The 1964 CONMEBOL Pre-Olympic Tournament took place during May and June 1964. It was the 2nd CONMEBOL Pre-Olympic Tournament.

Bolivia, Paraguay and Venezuela did not participate. Argentina and Brazil qualified for the 1964 Summer Olympics.
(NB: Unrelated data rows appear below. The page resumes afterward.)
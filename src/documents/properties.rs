//! Page and property types mirroring the document service's wire format.

use std::collections::BTreeMap;

use serde::{Deserialize, Serialize};

/// Map of property name to typed value, as stored on a page.
pub type PropertyMap = BTreeMap<String, PropertyValue>;

/// One fragment of a rich-text property value.
#[derive(Debug, Clone, PartialEq, Serialize, Deserialize)]
pub struct RichTextFragment {
    pub plain_text: String,
}

impl RichTextFragment {
    pub fn new(plain_text: impl Into<String>) -> Self {
        Self {
            plain_text: plain_text.into(),
        }
    }
}

/// A typed property value on a page.
///
/// Serializes in the service's tagged format, e.g.
/// `{"type": "rich_text", "rich_text": [{"plain_text": "a"}]}`.
#[derive(Debug, Clone, PartialEq, Serialize, Deserialize)]
#[serde(tag = "type", rename_all = "snake_case")]
pub enum PropertyValue {
    RichText { rich_text: Vec<RichTextFragment> },
    Title { title: Vec<RichTextFragment> },
    Checkbox { checkbox: bool },
    Number { number: f64 },
    Select { select: String },
}

impl PropertyValue {
    /// Build a rich-text value from plain-text fragments.
    pub fn rich_text<I, S>(fragments: I) -> Self
    where
        I: IntoIterator<Item = S>,
        S: Into<String>,
    {
        Self::RichText {
            rich_text: fragments.into_iter().map(RichTextFragment::new).collect(),
        }
    }

    /// Build a title value from plain-text fragments.
    pub fn title<I, S>(fragments: I) -> Self
    where
        I: IntoIterator<Item = S>,
        S: Into<String>,
    {
        Self::Title {
            title: fragments.into_iter().map(RichTextFragment::new).collect(),
        }
    }

    pub fn checkbox(value: bool) -> Self {
        Self::Checkbox { checkbox: value }
    }

    /// Extract the plain-text content of a text-like property.
    ///
    /// Concatenates the fragments of a rich-text or title value. Returns
    /// `None` for non-text property types.
    pub fn plain_text(&self) -> Option<String> {
        let fragments = match self {
            Self::RichText { rich_text } => rich_text,
            Self::Title { title } => title,
            _ => return None,
        };

        Some(
            fragments
                .iter()
                .map(|f| f.plain_text.as_str())
                .collect::<String>(),
        )
    }
}

/// The property values of a page, as delivered in automation events.
#[derive(Debug, Clone, Default, PartialEq, Serialize, Deserialize)]
pub struct PageData {
    #[serde(default)]
    pub properties: PropertyMap,
}

impl PageData {
    pub fn new() -> Self {
        Self::default()
    }

    /// Set a property, builder style.
    pub fn with_property(mut self, name: impl Into<String>, value: PropertyValue) -> Self {
        self.properties.insert(name.into(), value);
        self
    }

    /// Look up a property by name.
    pub fn property(&self, name: &str) -> Option<&PropertyValue> {
        self.properties.get(name)
    }
}

/// A page as returned by the document service.
#[derive(Debug, Clone, PartialEq, Serialize, Deserialize)]
pub struct Page {
    pub id: String,
    #[serde(flatten)]
    pub data: PageData,
}
//! In-memory document service.

use std::collections::BTreeMap;

use async_trait::async_trait;
use tokio::sync::RwLock;

use crate::documents::{DocumentService, Page, PageData, PropertyMap};
use crate::error::DocumentError;

/// Record of one `update_page` call, kept for inspection.
#[derive(Debug, Clone, PartialEq)]
pub struct UpdateCall {
    pub page_id: String,
    pub properties: PropertyMap,
}

/// Document service backed by a process-local page store.
///
/// Every `update_page` call is recorded, including calls that fail, so
/// callers can assert on exactly what a handler did.
#[derive(Default)]
pub struct InMemoryDocumentService {
    pages: RwLock<BTreeMap<String, PageData>>,
    updates: RwLock<Vec<UpdateCall>>,
}

impl InMemoryDocumentService {
    pub fn new() -> Self {
        Self::default()
    }

    /// Seed a page into the store.
    pub async fn insert_page(&self, page_id: impl Into<String>, data: PageData) {
        self.pages.write().await.insert(page_id.into(), data);
    }

    /// All recorded update calls, in order.
    pub async fn update_calls(&self) -> Vec<UpdateCall> {
        self.updates.read().await.clone()
    }

    /// Number of recorded update calls.
    pub async fn update_count(&self) -> usize {
        self.updates.read().await.len()
    }
}

#[async_trait]
impl DocumentService for InMemoryDocumentService {
    async fn get_page(&self, page_id: &str) -> Result<Page, DocumentError> {
        let pages = self.pages.read().await;
        let data = pages
            .get(page_id)
            .cloned()
            .ok_or_else(|| DocumentError::PageNotFound(page_id.to_string()))?;

        Ok(Page {
            id: page_id.to_string(),
            data,
        })
    }

    async fn update_page(
        &self,
        page_id: &str,
        properties: PropertyMap,
    ) -> Result<Page, DocumentError> {
        if page_id.is_empty() {
            return Err(DocumentError::InvalidIdentifier(page_id.to_string()));
        }

        self.updates.write().await.push(UpdateCall {
            page_id: page_id.to_string(),
            properties: properties.clone(),
        });

        let mut pages = self.pages.write().await;
        let data = pages
            .get_mut(page_id)
            .ok_or_else(|| DocumentError::PageNotFound(page_id.to_string()))?;

        for (name, value) in properties {
            data.properties.insert(name, value);
        }

        Ok(Page {
            id: page_id.to_string(),
            data: data.clone(),
        })
    }
}

#[cfg(test)]
mod tests {
    use super::*;
    use crate::documents::PropertyValue;

    #[tokio::test]
    async fn test_update_merges_properties() {
        let service = InMemoryDocumentService::new();
        service
            .insert_page(
                "page-1",
                PageData::new().with_property("Email", PropertyValue::rich_text(["x@y.z"])),
            )
            .await;

        let mut props = PropertyMap::new();
        props.insert("EmailSent".to_string(), PropertyValue::checkbox(true));
        let page = service.update_page("page-1", props).await.unwrap();

        assert_eq!(
            page.data.property("EmailSent"),
            Some(&PropertyValue::checkbox(true))
        );
        // Untouched property survives the update.
        assert!(page.data.property("Email").is_some());
        assert_eq!(service.update_count().await, 1);
    }

    #[tokio::test]
    async fn test_update_missing_page() {
        let service = InMemoryDocumentService::new();

        let result = service.update_page("nope", PropertyMap::new()).await;

        assert!(matches!(result, Err(DocumentError::PageNotFound(_))));
        // The attempt is still recorded.
        assert_eq!(service.update_count().await, 1);
    }

    #[tokio::test]
    async fn test_get_missing_page() {
        let service = InMemoryDocumentService::new();
        let result = service.get_page("nope").await;
        assert!(matches!(result, Err(DocumentError::PageNotFound(_))));
    }
}
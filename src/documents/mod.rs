//! Document service client abstraction.
//!
//! The external document database is only ever reached through the
//! [`DocumentService`] trait. The real HTTP transport lives outside this
//! crate; [`InMemoryDocumentService`] is the implementation shipped here,
//! used by the host for local runs and by tests to assert on update calls.

mod client;
mod memory;
mod properties;

pub use client::DocumentService;
pub use memory::{InMemoryDocumentService, UpdateCall};
pub use properties::{Page, PageData, PropertyMap, PropertyValue, RichTextFragment};
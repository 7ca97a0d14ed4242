//! Document service trait.

use async_trait::async_trait;

use crate::documents::{Page, PropertyMap};
use crate::error::DocumentError;

/// Client for the external document database.
///
/// Handlers reach the service exclusively through this trait, via the
/// context they are given. Implementations own transport, retries, and
/// authentication; none of that leaks into handler code.
#[async_trait]
pub trait DocumentService: Send + Sync {
    /// Fetch a page by identifier.
    async fn get_page(&self, page_id: &str) -> Result<Page, DocumentError>;

    /// Update a page's properties by identifier.
    ///
    /// Properties present in `properties` are written; others are left
    /// untouched. Returns the page after the update.
    async fn update_page(
        &self,
        page_id: &str,
        properties: PropertyMap,
    ) -> Result<Page, DocumentError>;
}
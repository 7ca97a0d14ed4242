//! Process settings loaded from the environment.

use std::net::SocketAddr;

use thiserror::Error;

/// Errors from loading settings.
#[derive(Debug, Error)]
pub enum SettingsError {
    #[error("Invalid value for {var}: {reason}")]
    InvalidValue { var: String, reason: String },
}

/// Runtime settings for the worker host.
#[derive(Debug, Clone)]
pub struct Settings {
    /// Address the host binds to. `NOTEWORK_BIND`.
    pub bind_addr: SocketAddr,
    /// Default tracing filter when `RUST_LOG` is unset. `NOTEWORK_LOG`.
    pub log_filter: String,
}

impl Default for Settings {
    fn default() -> Self {
        Self {
            bind_addr: ([127, 0, 0, 1], 8787).into(),
            log_filter: "notework=info".to_string(),
        }
    }
}

impl Settings {
    /// Load settings from environment variables, falling back to defaults.
    pub fn from_env() -> Result<Self, SettingsError> {
        let mut settings = Self::default();

        if let Ok(bind) = std::env::var("NOTEWORK_BIND") {
            settings.bind_addr = bind.parse().map_err(|e| SettingsError::InvalidValue {
                var: "NOTEWORK_BIND".to_string(),
                reason: format!("{e}"),
            })?;
        }

        if let Ok(filter) = std::env::var("NOTEWORK_LOG") {
            settings.log_filter = filter;
        }

        Ok(settings)
    }
}
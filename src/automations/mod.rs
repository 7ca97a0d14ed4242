//! Automations: handlers triggered by external document events.
//!
//! An automation is registered once against a [`crate::worker::Worker`]
//! under a unique name and runs when the external runtime delivers a
//! matching event, e.g. a database page change. Unlike tools, automations
//! return no value; they exist for their side effects.

pub mod builtin;

mod automation;
mod mailer;
mod registry;

pub use automation::{Automation, AutomationConfig, AutomationEvent, FnAutomation};
pub use mailer::{LogMailer, Mailer};
pub use registry::AutomationRegistry;
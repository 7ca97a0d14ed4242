//! Structural schema validation.

use serde_json::Value;
use thiserror::Error;

/// A schema violation, with the path to the offending value.
#[derive(Debug, Clone, Error)]
pub enum SchemaError {
    #[error("{path}: expected {expected}, found {found}")]
    TypeMismatch {
        path: String,
        expected: String,
        found: &'static str,
    },

    #[error("{path}: missing required field '{field}'")]
    MissingField { path: String, field: String },

    #[error("{path}: unknown field '{field}'")]
    UnknownField { path: String, field: String },

    #[error("{path}: value not in enum")]
    NotInEnum { path: String },
}

/// Validates a JSON value against a schema before it reaches a handler.
///
/// The full validation engine is an external collaborator; this trait is
/// the seam it plugs into.
pub trait SchemaValidator: Send + Sync {
    fn validate(&self, schema: &Value, value: &Value) -> Result<(), SchemaError>;
}

/// Validator for the structural subset of JSON Schema the builder emits.
///
/// Checks `type` tags (including nullable type arrays), `required` members,
/// `additionalProperties: false`, `items`, and `enum`. Schema constructs it
/// does not recognize are ignored rather than rejected.
#[derive(Debug, Default, Clone, Copy)]
pub struct StructuralValidator;

impl SchemaValidator for StructuralValidator {
    fn validate(&self, schema: &Value, value: &Value) -> Result<(), SchemaError> {
        check(schema, value, "$")
    }
}

fn check(schema: &Value, value: &Value, path: &str) -> Result<(), SchemaError> {
    let Some(schema) = schema.as_object() else {
        return Ok(());
    };

    if let Some(ty) = schema.get("type") {
        if !type_matches(ty, value) {
            return Err(SchemaError::TypeMismatch {
                path: path.to_string(),
                expected: type_name(ty),
                found: value_kind(value),
            });
        }
    }

    if let Some(allowed) = schema.get("enum").and_then(Value::as_array) {
        if !allowed.contains(value) {
            return Err(SchemaError::NotInEnum {
                path: path.to_string(),
            });
        }
    }

    if let Some(obj) = value.as_object() {
        let properties = schema.get("properties").and_then(Value::as_object);

        if let Some(required) = schema.get("required").and_then(Value::as_array) {
            for field in required.iter().filter_map(Value::as_str) {
                if !obj.contains_key(field) {
                    return Err(SchemaError::MissingField {
                        path: path.to_string(),
                        field: field.to_string(),
                    });
                }
            }
        }

        let closed = schema.get("additionalProperties") == Some(&Value::Bool(false));

        for (key, member) in obj {
            match properties.and_then(|p| p.get(key)) {
                Some(subschema) => check(subschema, member, &format!("{path}.{key}"))?,
                None if closed => {
                    return Err(SchemaError::UnknownField {
                        path: path.to_string(),
                        field: key.clone(),
                    });
                }
                None => {}
            }
        }
    }

    if let (Some(items), Some(elements)) = (schema.get("items"), value.as_array()) {
        for (i, element) in elements.iter().enumerate() {
            check(items, element, &format!("{path}[{i}]"))?;
        }
    }

    Ok(())
}

/// Whether the value matches the schema's `type` tag(s).
fn type_matches(ty: &Value, value: &Value) -> bool {
    match ty {
        Value::String(tag) => tag_matches(tag, value),
        Value::Array(tags) => tags
            .iter()
            .filter_map(Value::as_str)
            .any(|tag| tag_matches(tag, value)),
        _ => true,
    }
}

fn tag_matches(tag: &str, value: &Value) -> bool {
    match tag {
        "object" => value.is_object(),
        "array" => value.is_array(),
        "string" => value.is_string(),
        "number" => value.is_number(),
        "integer" => value.is_i64() || value.is_u64(),
        "boolean" => value.is_boolean(),
        "null" => value.is_null(),
        _ => true,
    }
}

fn type_name(ty: &Value) -> String {
    match ty {
        Value::String(tag) => tag.clone(),
        Value::Array(tags) => tags
            .iter()
            .filter_map(Value::as_str)
            .collect::<Vec<_>>()
            .join(" | "),
        _ => "any".to_string(),
    }
}

fn value_kind(value: &Value) -> &'static str {
    match value {
        Value::Null => "null",
        Value::Bool(_) => "boolean",
        Value::Number(_) => "number",
        Value::String(_) => "string",
        Value::Array(_) => "array",
        Value::Object(_) => "object",
    }
}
During the match between Argentina and Peru on 24 May 1964, after a goal scored by Peru was disallowed, fans tried to invade the pitch. The police threw gas to contain disturbances, which led to a stampede, causing 328 deaths.After this incident, all of the remaining matches of the tournament were cancelled.

==Standings==

Peru 1-1 Ecuador
  Peru: Lobatón 65'
  Ecuador: Rangel 28'

Argentina 2-0 Colombia
  Argentina: Malleo 50', 74'

Uruguay 0-0 Chile

Peru 3-0 Colombia
  Peru: Zegarra

Argentina 1-0 Ecuador
  Argentina: Pérez 10'

Brazil 2-0 Chile
  Brazil: Othon, Soares

Uruguay 1-1 Ecuador
  Uruguay: Avellaneda 23'
  Ecuador: Landázuri 38'

Brazil 1-1 Colombia
  Brazil: Nélio
  Colombia: Padilla

Argentina 4-0 Chile
  Argentina: Bulla, Manfredi, Malleo

Peru 2-0 Uruguay

Colombia 0-2 Chile
  Chile: Tabilo 37', Chávez 45'

Brazil 3-1 Ecuador
  Brazil: Zé Roberto 60', 70', Nélio 76'
  Ecuador: Ordóñez 58'

Colombia 4-1 Ecuador
  Colombia: Caicedo 11', 68', Caro 23', Varela 90'
  Ecuador: Ordóñez 55'

Argentina 3-1 Uruguay
  Argentina: Bulla 16', 76', 77'
  Uruguay: Varela 88'

Uruguay 1-1 Colombia
  Uruguay: Fontora 77'
  Colombia: Guerrero 45'

Peru 0-1 Argentina
  Argentina: Manfredi 60'
Match abandoned at 85'.

Chile Cancelled Ecuador

Brazil Cancelled Uruguay

Argentina Cancelled Brazil

Peru Cancelled Chile

Peru Cancelled Brazil

| Pos | Team | Pld | W | D | L | GF | GA | GD | Pts | Qualification |
| 1 | Argentina | 5 | 5 | 0 | 0 | 11 | 1 | +10 | 10 | Qualification for 1964 Summer Olympics |
| 2 | Brazil | 3 | 2 | 1 | 0 | 6 | 2 | +4 | 5 | Advance to second place play-off |
| 3 | Peru | 4 | 2 | 1 | 1 | 6 | 2 | +4 | 5 |
| 4 | Colombia | 6 | 1 | 2 | 3 | 6 | 10 | −4 | 4 |  |
| 5 | Uruguay | 5 | 0 | 3 | 2 | 3 | 7 | −4 | 3 |
| 6 | Chile | 4 | 1 | 1 | 2 | 2 | 6 | −4 | 3 |
| 7 | Ecuador | 5 | 0 | 2 | 3 | 4 | 10 | −6 | 2 |

==Second place play-off==

Brazil 4-0 Peru
  Brazil: Zé Roberto 20', 30', Evaldo 45', 84'

Brazil qualified for the Summer Olympics.